ADHD and Financial Stress

With the holidays coming up, the word ‘Sale’ is in about every store window, and clothing ads manage to sneak up in most browsers. December and January are just more expensive months with Christmas, New Years, Hannukah, gift giving and sales. But if you’re not careful, you can spend more than you need too. 

People with ADHD are more at risk to overspend and impulsively purchase items. This can be enhanced during these few weeks where life seems to be centered around gift giving and ‘buy one get one free’.

Before you go buy those boots on Amazon or buy the whole Target for your loved ones, stop and think. Go through your own personal finances and set a reasonable budget of what you can afford. Make a list of who you are getting gifts for and what items you personally need. Now, before you complete your purchase ask yourself if it is in your price range or if it is on your list.
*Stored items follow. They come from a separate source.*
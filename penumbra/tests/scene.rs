mod common;

use common::*;
use nalgebra::{Matrix4, Vector3};
use penumbra::assets::{Material, MeshData};
use penumbra::components::Camera;
use penumbra::rendering::uniform::UniformValue;
use penumbra::rendering::RenderDevice;
use penumbra::scene::{MeshRenderer, Node};

#[test]
fn node_draws_every_renderer_with_composed_transforms() {
    let mut engine = engine();
    let mesh = engine
        .device_mut()
        .upload_mesh(&MeshData::unit_plane())
        .unwrap();
    let material = Material::builder().name("floor").build();

    let mut child = Node::new("child").with_renderer(MeshRenderer::new(mesh, material.clone()));
    child.transform.set_position(0.0, 1.0, 0.0);

    let mut root = Node::new("root")
        .with_renderer(MeshRenderer::new(mesh, material))
        .with_child(child);
    root.transform.set_position(2.0, 0.0, 0.0);

    engine.device_mut().clear_commands();
    engine.render(&root, &Camera::default());

    let commands = engine.device().commands();
    assert_eq!(draw_count(commands), 2);
    assert_eq!(
        uniform_values(commands, "T_model"),
        [
            UniformValue::Mat4(Matrix4::new_translation(&Vector3::new(2.0, 0.0, 0.0))),
            UniformValue::Mat4(Matrix4::new_translation(&Vector3::new(2.0, 1.0, 0.0))),
        ]
    );
}

#[test]
fn empty_node_draws_nothing() {
    let mut engine = engine();
    let light = point_light(&mut engine);
    engine.add_light(Box::new(light)).unwrap();

    let mut root = Node::new("root");
    root.add_child(Node::new("empty"));
    assert_eq!(root.children().len(), 1);

    engine.device_mut().clear_commands();
    engine.render(&root, &Camera::default());

    assert_eq!(draw_count(engine.device().commands()), 0);
}
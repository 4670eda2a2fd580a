//! Plain data handed to the device or read by shaders.

pub mod material;
pub mod mesh;

pub use material::*;
pub use mesh::*;
use nalgebra::{Isometry3, Matrix4, Translation3, Unit, UnitQuaternion, Vector3};

/// Stores the translation, rotation and scale of something placed in the scene.
///
/// Transforms are local. Hierarchies compose them by multiplying the parent's
/// [`matrix`](Transform::matrix) with the child's.
#[derive(Debug, Clone, PartialEq)]
pub struct Transform {
    pos: Vector3<f32>,
    rot: UnitQuaternion<f32>,
    scale: Vector3<f32>,
}

impl Default for Transform {
    fn default() -> Self {
        Self::new()
    }
}

impl Transform {
    /// Creates a transform at the origin with no rotation and a uniform scale
    /// of `1.0`.
    pub fn new() -> Self {
        Transform {
            pos: Vector3::zeros(),
            rot: UnitQuaternion::identity(),
            scale: Vector3::new(1.0, 1.0, 1.0),
        }
    }

    #[inline(always)]
    pub fn set_position(&mut self, x: f32, y: f32, z: f32) {
        self.set_position_vec(Vector3::new(x, y, z))
    }

    pub fn set_position_vec(&mut self, pos: Vector3<f32>) {
        self.pos = pos;
    }

    pub fn position(&self) -> Vector3<f32> {
        self.pos
    }

    pub fn translate(&mut self, delta: Vector3<f32>) {
        self.pos += delta;
    }

    pub fn set_rotation(&mut self, rot: UnitQuaternion<f32>) {
        self.rot = rot;
    }

    pub fn rotation(&self) -> UnitQuaternion<f32> {
        self.rot
    }

    /// Applies a rotation on top of the current one (in world orientation).
    pub fn rotate(&mut self, axis: &Unit<Vector3<f32>>, angle: f32) {
        self.rotate_by(UnitQuaternion::from_axis_angle(axis, angle));
    }

    pub fn rotate_by(&mut self, rotation: UnitQuaternion<f32>) {
        self.rot = rotation * self.rot;
        self.rot.renormalize_fast();
    }

    pub fn set_uniform_scale(&mut self, scale: f32) {
        self.scale = Vector3::new(scale, scale, scale);
    }

    pub fn set_scale(&mut self, scale: Vector3<f32>) {
        self.scale = scale;
    }

    pub fn scale(&self) -> &Vector3<f32> {
        &self.scale
    }

    /// `+Z` in this transform's orientation.
    pub fn forward(&self) -> Vector3<f32> {
        self.rot * Vector3::z()
    }

    pub fn up(&self) -> Vector3<f32> {
        self.rot * Vector3::y()
    }

    pub fn right(&self) -> Vector3<f32> {
        self.rot * Vector3::x()
    }

    /// Position and rotation, ignoring scale.
    pub fn isometry(&self) -> Isometry3<f32> {
        Isometry3::from_parts(Translation3::from(self.pos), self.rot)
    }

    /// The model matrix: translation * rotation * scale.
    pub fn matrix(&self) -> Matrix4<f32> {
        Matrix4::new_translation(&self.pos)
            * self.rot.to_homogeneous()
            * Matrix4::new_nonuniform_scaling(&self.scale)
    }
}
The holidays are time for family and indulgence but it can also be a time of overindulgence and impulsivity.

ADHD and Financial stress

People with ADHD are susceptible to procrastinating before even the smallest of tasks. People with ADHD are also more disorganized, their work desks are likely to be messy, and their decision making tends to be impulsive.
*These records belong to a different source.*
use crate::rendering::device::TextureDescriptor;
use crate::rendering::error::*;
use crate::rendering::{RenderDevice, TextureHandle};
use snafu::ResultExt;
use wgpu::{FilterMode, TextureFormat};
use winit::dpi::PhysicalSize;

pub const OFFSCREEN_FORMAT: TextureFormat = TextureFormat::Rgba8Unorm;

/// A color target the size of the window. Filters read from it and it
/// backs the offscreen frame.
#[derive(Debug)]
pub struct OffscreenSurface {
    texture: TextureHandle,
    size: PhysicalSize<u32>,
}

impl OffscreenSurface {
    pub fn new(device: &mut dyn RenderDevice, size: PhysicalSize<u32>) -> Result<Self> {
        let size = PhysicalSize::new(size.width.max(1), size.height.max(1));
        let texture = device
            .create_texture(&TextureDescriptor {
                label: "Offscreen Texture",
                size,
                format: OFFSCREEN_FORMAT,
                filter: FilterMode::Nearest,
                clamp: false,
            })
            .context(DeviceErr {
                what: "offscreen texture",
            })?;

        Ok(OffscreenSurface { texture, size })
    }

    pub fn recreate(&mut self, device: &mut dyn RenderDevice, size: PhysicalSize<u32>) -> Result<()> {
        let new = Self::new(device, size)?;
        device.destroy_texture(self.texture);
        *self = new;
        Ok(())
    }

    pub fn texture(&self) -> TextureHandle {
        self.texture
    }

    pub fn size(&self) -> PhysicalSize<u32> {
        self.size
    }
}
These three traits can cause someone with ADHD to experience financial stress. People with ADHD  can lose important documents, not save up money and have problems with their checkbooks. Also, impulsivity can cause someone with ADHD to splurge on expensive items that he or she does not need.

A longitudinal research study found a relationship between adolescent ADHD and experiencing financial stress in adulthood. This study controlled for income and found that regardless of income level, ADHD in adolescence was a risk factor for money trouble in adulthood. Being distracted easily inhibits a person from planning and organizing their finances.
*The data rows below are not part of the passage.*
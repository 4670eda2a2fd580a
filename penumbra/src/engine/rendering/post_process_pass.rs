use crate::components::Camera;
use crate::core::Transform;
use crate::engine::assets::{Material, MeshData};
use crate::rendering::device::{ClearOps, MeshHandle, RenderTarget};
use crate::rendering::error::*;
use crate::rendering::shadow_map::ShadowMapSlot;
use crate::rendering::uniform::{PassUniforms, UniformStore, names};
use crate::rendering::{RenderDevice, Shader, TextureHandle};
use crate::utils::MATRIX4_ID;
use log::trace;
use nalgebra::{Matrix4, UnitQuaternion, Vector3};
use snafu::ResultExt;
use std::f32::consts::{FRAC_PI_2, PI};

/// What a filter pass reads and writes besides its shader.
pub struct FilterCtx<'a> {
    pub device: &'a mut dyn RenderDevice,
    pub uniforms: &'a mut UniformStore,
    pub camera: &'a mut Camera,
    pub light_matrix: &'a Matrix4<f32>,
}

/// The screen-covering quad every filter is drawn with.
#[derive(Debug)]
pub struct FilterQuad {
    mesh: MeshHandle,
    transform: Transform,
    material: Material,
}

impl FilterQuad {
    pub fn new(device: &mut dyn RenderDevice, source: TextureHandle) -> Result<Self> {
        let mesh = device
            .upload_mesh(&MeshData::unit_plane())
            .context(DeviceErr { what: "filter quad" })?;

        // the unit plane lies in XZ; stand it up to face the filter camera
        let mut transform = Transform::new();
        transform.set_uniform_scale(1.0);
        transform.rotate(&Vector3::x_axis(), FRAC_PI_2);
        transform.rotate(&Vector3::z_axis(), PI);

        let material = Material::builder()
            .name("Filter")
            .diffuse(source)
            .specular_intensity(1.0)
            .specular_power(8.0)
            .build();

        Ok(FilterQuad {
            mesh,
            transform,
            material,
        })
    }

    pub fn mesh(&self) -> MeshHandle {
        self.mesh
    }

    pub fn transform(&self) -> &Transform {
        &self.transform
    }

    pub fn material(&self) -> &Material {
        &self.material
    }

    pub fn set_source(&mut self, source: TextureHandle) {
        self.material.diffuse = Some(source);
    }

    /// Draws `source` through `shader` into `destination`.
    ///
    /// # Panics
    ///
    /// When `destination` is `source` itself. Nothing has been submitted to
    /// the device at that point.
    pub fn apply(
        &self,
        ctx: &mut FilterCtx<'_>,
        shader: &dyn Shader,
        source: TextureHandle,
        destination: RenderTarget,
    ) {
        assert_ne!(
            RenderTarget::Texture(source),
            destination,
            "A filter can't read from the texture it renders into"
        );
        trace!("Filter {} from {source:?} into {destination:?}", shader.name());

        ctx.device.bind_render_target(destination);
        ctx.uniforms.set_texture(names::FILTER_TEXTURE, Some(source));

        reset_filter_camera(ctx.camera);
        ctx.device.clear(ClearOps::DEPTH_ONLY);

        let model = self.transform.matrix();
        let pass = PassUniforms::new(ctx.uniforms, ctx.camera, ctx.light_matrix, None);
        shader.bind(ctx.device);
        shader.update_uniforms(ctx.device, &model, &self.material, &pass);
        ctx.device.draw_mesh(self.mesh);

        ctx.uniforms.set_texture(names::FILTER_TEXTURE, None);
    }

    /// Separable blur of a shadow map: horizontally into the scratch map,
    /// then vertically back into the map. `amount` is in texels.
    pub fn blur(
        &self,
        ctx: &mut FilterCtx<'_>,
        shader: &dyn Shader,
        slot: &ShadowMapSlot,
        amount: f32,
    ) {
        let size = slot.size();

        ctx.uniforms.set_vector3(
            names::BLUR_SCALE,
            Vector3::new(amount / size.width as f32, 0.0, 0.0),
        );
        self.apply(ctx, shader, slot.map(), slot.scratch().into());

        ctx.uniforms.set_vector3(
            names::BLUR_SCALE,
            Vector3::new(0.0, amount / size.height as f32, 0.0),
        );
        self.apply(ctx, shader, slot.scratch(), slot.map().into());
    }
}

/// Identity projection at the origin, looking back along `-Z` at the quad.
pub fn reset_filter_camera(camera: &mut Camera) {
    camera.set_projection(MATRIX4_ID);
    camera.transform.set_position(0.0, 0.0, 0.0);
    camera
        .transform
        .set_rotation(UnitQuaternion::from_axis_angle(&Vector3::y_axis(), PI));
}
ADHD and Compulsive Purchases

Due to impulsivity, people with ADHD are likely to over spend and end up with credit card debt. Those cute shoes you totally don’t need, in the heat of the moment, you forget and all you can think is ‘must buy these shoes’. In general, people with ADHD, may not always think of the consequences of their actions but instead, on the immediate reward.

Also, ADHD is co-morbid with other conditions such as anxiety and depression. Shopping and buying new items like clothes and gadgets, offers immediate gratification and can lift a person’s mood. When feeling depressed, anxious or stressed, going shopping can be the necessary escape to feel better.

“Oniomania”is the term for shopping addiction and not everyone who overspends is a shopping addict. People with shopping addiction tend to shop when they feel depressed or anxious, buy more than they need to and experience ‘ a high’ from shopping.

Tips  for Dealing with Spending and Finances

1.Target your problem area with money. For example, if you always spend too much on clothing, recognize this to control your spending in the future

2.Make sure to pay off your debts. Create a chart of what debts you have and when the due dates are! Organizing yourself is the best first step. 

3.Ask yourself, does your spending align with what you wanted/ needed? If you need a new coat but instead keep buying dresses, then you may be recklessly spending.

4.Create short term goals (save five dollars a week) and long term goals (purchase a new computer next month).

5.Go shopping with a list!!!!! Try it out this holiday season. 



Brook, J. S., Brook, D. W., Zhang, C., Seltzer, N., & Finch, S. J. (2013). Adolescent ADHD and adult physical and mental health, work performance, and financial stress. Pediatrics, 131(1), 5-13.